Next, let’s examine the bottom left graph of the number of average traits by year. We can again clearly see a mostly rising tendency up until a plateau is reached for 2011-2018 and then a drop-off commences for 2019 and 2020. It is worth noting here that the snapshot of the data we are using in the JVMG project is from early 2020, thus it would seem logical that information on 2020 and potentially 2019 too is not yet as complete as for earlier years. And this line of reasoning could plausibly account for the drop off in the average number of traits recorded for characters, but it is very curious to see the number of characters recorded per year in the database starting to decline after 2014. Was there maybe a shock to the industry that led to there being less works produced? Or is there maybe a considerable time-lag in the Japanese visual novels reaching Western audiences, who are ultimately responsible for compiling the data on VNDB?

Finally, examining the average number of shared traits for characters with shared traits (bottom right graph), we can see that the figures are very close to five. This is a result of our definition of characters with shared traits employing a minimum number of shared traits of five, which obviously results in five being the bottom value for the average number of shared traits among characters with shared traits. Another very prominent feature of the graph is the steep drop until around 2000, with the trend reversing after that and we see a more gradual growth leading up to 2019. If we take a look at the top right graph, we can see that the average number of characters with shared traits is rather small until 1998, which would mean that the average shared trait values are probably skewed by a few instances of characters sharing a larger number of traits, which also happen to be the characters with shared traits. Once we move to the post-2000 part of the graph the values are averages for much larger character counts, and start to mirror the growth in the average number of traits (bottom left graph). This is again not surprising, with larger number of traits being recorded for characters the possibility for higher numbers of shared traits also increases.

Now that we have a general overview of our data, and have already identified some of the trends that are interesting for our present research question, let’s examine the relationship between the growth in the number of characters and the average number of characters that characters share at least five traits with on the one hand, and on the other hand the relationship between average number of traits per year and the average number of shared traits for characters with shared traits. Although we will be conducting a more complex analysis of these relationships in the third part of this blogpost series for now let’s take a look at a very simple approach to examining these two relationship.

Examining the change in the ratio of the average number of characters that characters share at least five traits with (abbreviated characters with shared traits in the following) by all characters on the top graph, we can see that up until 2013 the growth of characters with shared traits outperforms the increase in characters. Thus we could surmise that it cannot simply be the growth in the number of characters that is responsible for the increasing number of characters with shared traits. However, it is curious that once the number of characters per year starts to drop, the ratio at hand also starts to decline, indicating that the number of characters with shared traits decreases even faster, which seems to point to some other factor potentially being at play here.

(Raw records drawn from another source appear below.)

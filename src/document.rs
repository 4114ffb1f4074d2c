//! Scoped access to a PDF on disk: page text, outlines and metadata.
//!
//! A [`PdfDocument`] lives for a single tool call. The MuPDF handle is
//! released when it is dropped, on success and error paths alike.

use std::ops::RangeInclusive;
use std::path::{Path, PathBuf};

use mupdf::{Document, MetadataName, TextPageFlags};
use schemars::JsonSchema;
use serde::Serialize;

use crate::error::{NavigatorError, Result};

/// A single table-of-contents entry, flattened from the outline tree.
#[derive(Debug, Clone, PartialEq, Eq, Serialize, JsonSchema)]
pub struct TocEntry {
    /// Nesting level (1 = top level).
    pub level: u32,
    /// Bookmark title.
    pub title: String,
    /// Target page (1-indexed), if the bookmark points inside the document.
    pub page: Option<u32>,
}

/// Document information dictionary.
#[derive(Debug, Clone, Default, Serialize, JsonSchema)]
pub struct PdfMetadata {
    pub title: Option<String>,
    pub author: Option<String>,
    pub subject: Option<String>,
    pub keywords: Option<String>,
    /// Application that created the document.
    pub creator: Option<String>,
    /// Application that produced the PDF.
    pub producer: Option<String>,
    pub creation_date: Option<String>,
    pub modification_date: Option<String>,
}

/// An open PDF document.
pub struct PdfDocument {
    path: PathBuf,
    document: Document,
    page_count: u32,
}

impl std::fmt::Debug for PdfDocument {
    fn fmt(&self, f: &mut std::fmt::Formatter<'_>) -> std::fmt::Result {
        f.debug_struct("PdfDocument")
            .field("path", &self.path)
            .field("page_count", &self.page_count)
            .finish()
    }
}

impl PdfDocument {
    /// Open the PDF at `path`.
    ///
    /// Fails with [`NavigatorError::FileNotFound`] if nothing exists at the
    /// path and [`NavigatorError::InvalidPdf`] if MuPDF cannot read it as an
    /// unencrypted PDF.
    pub fn open(path: impl AsRef<Path>) -> Result<Self> {
        let path = path.as_ref();
        let display = path.display().to_string();

        if !path.exists() {
            return Err(NavigatorError::FileNotFound(display));
        }

        let path_str = path
            .to_str()
            .ok_or_else(|| NavigatorError::invalid_pdf(&display, "path is not valid UTF-8"))?;
        let document =
            Document::open(path_str).map_err(|e| NavigatorError::invalid_pdf(&display, e))?;

        if !document.is_pdf() {
            return Err(NavigatorError::invalid_pdf(&display, "not a PDF document"));
        }
        if document
            .needs_password()
            .map_err(|e| NavigatorError::invalid_pdf(&display, e))?
        {
            return Err(NavigatorError::invalid_pdf(&display, "document is password protected"));
        }

        let page_count = document
            .page_count()
            .map_err(|e| NavigatorError::invalid_pdf(&display, e))?;
        let page_count = u32::try_from(page_count)
            .map_err(|_| NavigatorError::invalid_pdf(&display, "negative page count"))?;

        tracing::debug!(path = %display, page_count, "Opened PDF");

        Ok(Self {
            path: path.to_path_buf(),
            document,
            page_count,
        })
    }

    /// Path the document was opened from.
    pub fn path(&self) -> &Path {
        &self.path
    }

    /// File name component of the path, for display.
    pub fn file_name(&self) -> String {
        file_name(&self.path)
    }

    /// Total number of pages.
    pub fn page_count(&self) -> u32 {
        self.page_count
    }

    /// Check that `page` (1-indexed) exists.
    pub fn validate_page(&self, page: u32) -> Result<()> {
        if page < 1 || page > self.page_count {
            return Err(NavigatorError::PageOutOfRange {
                page,
                total: self.page_count,
            });
        }
        Ok(())
    }

    /// Validate an inclusive page range; `end = None` means the last page.
    pub fn validate_range(&self, start: u32, end: Option<u32>) -> Result<RangeInclusive<u32>> {
        self.validate_page(start)?;
        let end = match end {
            Some(end) => {
                self.validate_page(end)?;
                end
            }
            None => self.page_count,
        };
        if start > end {
            return Err(NavigatorError::InvalidPageRange { start, end });
        }
        Ok(start..=end)
    }

    /// Plain text of `page` (1-indexed).
    ///
    /// Each text line ends with a newline and blocks are separated by a blank
    /// line.
    pub fn page_text(&self, page: u32) -> Result<String> {
        self.validate_page(page)?;
        let index = i32::try_from(page - 1)
            .map_err(|_| NavigatorError::internal(format!("page {} overflows", page)))?;
        let page = self.document.load_page(index)?;
        let text_page = page.to_text_page(TextPageFlags::empty())?;

        let mut result = String::new();
        for block in text_page.blocks() {
            for line in block.lines() {
                result.extend(line.chars().filter_map(|ch| ch.char()));
                result.push('\n');
            }
            result.push('\n');
        }
        Ok(result)
    }

    /// Text of every page in order, paired with its page number.
    pub fn all_pages_text(&self) -> impl Iterator<Item = (u32, Result<String>)> + '_ {
        (1..=self.page_count).map(move |page| (page, self.page_text(page)))
    }

    /// Flattened table of contents in document order.
    pub fn toc(&self) -> Result<Vec<TocEntry>> {
        let mut entries = Vec::new();
        for outline in &self.document.outlines()? {
            collect_toc(outline, 1, &mut entries);
        }
        Ok(entries)
    }

    /// Document metadata; empty values are reported as `None`.
    pub fn metadata(&self) -> PdfMetadata {
        let field = |name: MetadataName| {
            self.document
                .metadata(name)
                .ok()
                .filter(|s| !s.is_empty())
        };

        PdfMetadata {
            title: field(MetadataName::Title),
            author: field(MetadataName::Author),
            subject: field(MetadataName::Subject),
            keywords: field(MetadataName::Keywords),
            creator: field(MetadataName::Creator),
            producer: field(MetadataName::Producer),
            creation_date: field(MetadataName::CreationDate),
            modification_date: field(MetadataName::ModDate),
        }
    }
}

fn collect_toc(outline: &mupdf::Outline, level: u32, entries: &mut Vec<TocEntry>) {
    let page = outline
        .dest
        .as_ref()
        .map(|dest| dest.loc.page_number as u32 + 1);

    entries.push(TocEntry {
        level,
        title: outline.title.clone(),
        page,
    });

    for child in &outline.down {
        collect_toc(child, level + 1, entries);
    }
}

/// File name of `path`, falling back to the full path.
pub fn file_name(path: &Path) -> String {
    path.file_name()
        .map(|name| name.to_string_lossy().into_owned())
        .unwrap_or_else(|| path.display().to_string())
}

The ratio of the average number of shared traits for characters with shared traits (abbreviated shared traits in the following) by the average number of traits per year in the bottom graph also displays a clear trend, especially if we concentrate on the section starting from 1998, as explained above. What we can see in this case is that the growth in the average number of traits consistently outperforms the increase in shared traits. This would seem to point towards our second hypothesis not standing up to the test of the actual data. However, it is important to keep in mind, that the growth in detail of character traits recorded in the database does not necessarily reflect the actual change in the level of detail that characters are created with.

Having found some interesting trends in the VNDB data, let’s now compare them to what we find in the ACDB dataset, and more specifically let’s see how the trends compare to those found for the visual novels and the other works in the ACDB data. The following graph contains the same subgraphs as the corresponding graph for VNDB above, with separate trend lines plotted for visual novels (yellow) and other works (blue). Note, that for the sake of comparability the graphs start from 1993, as there was no continuous data on visual novels prior to that in the ACDB dataset.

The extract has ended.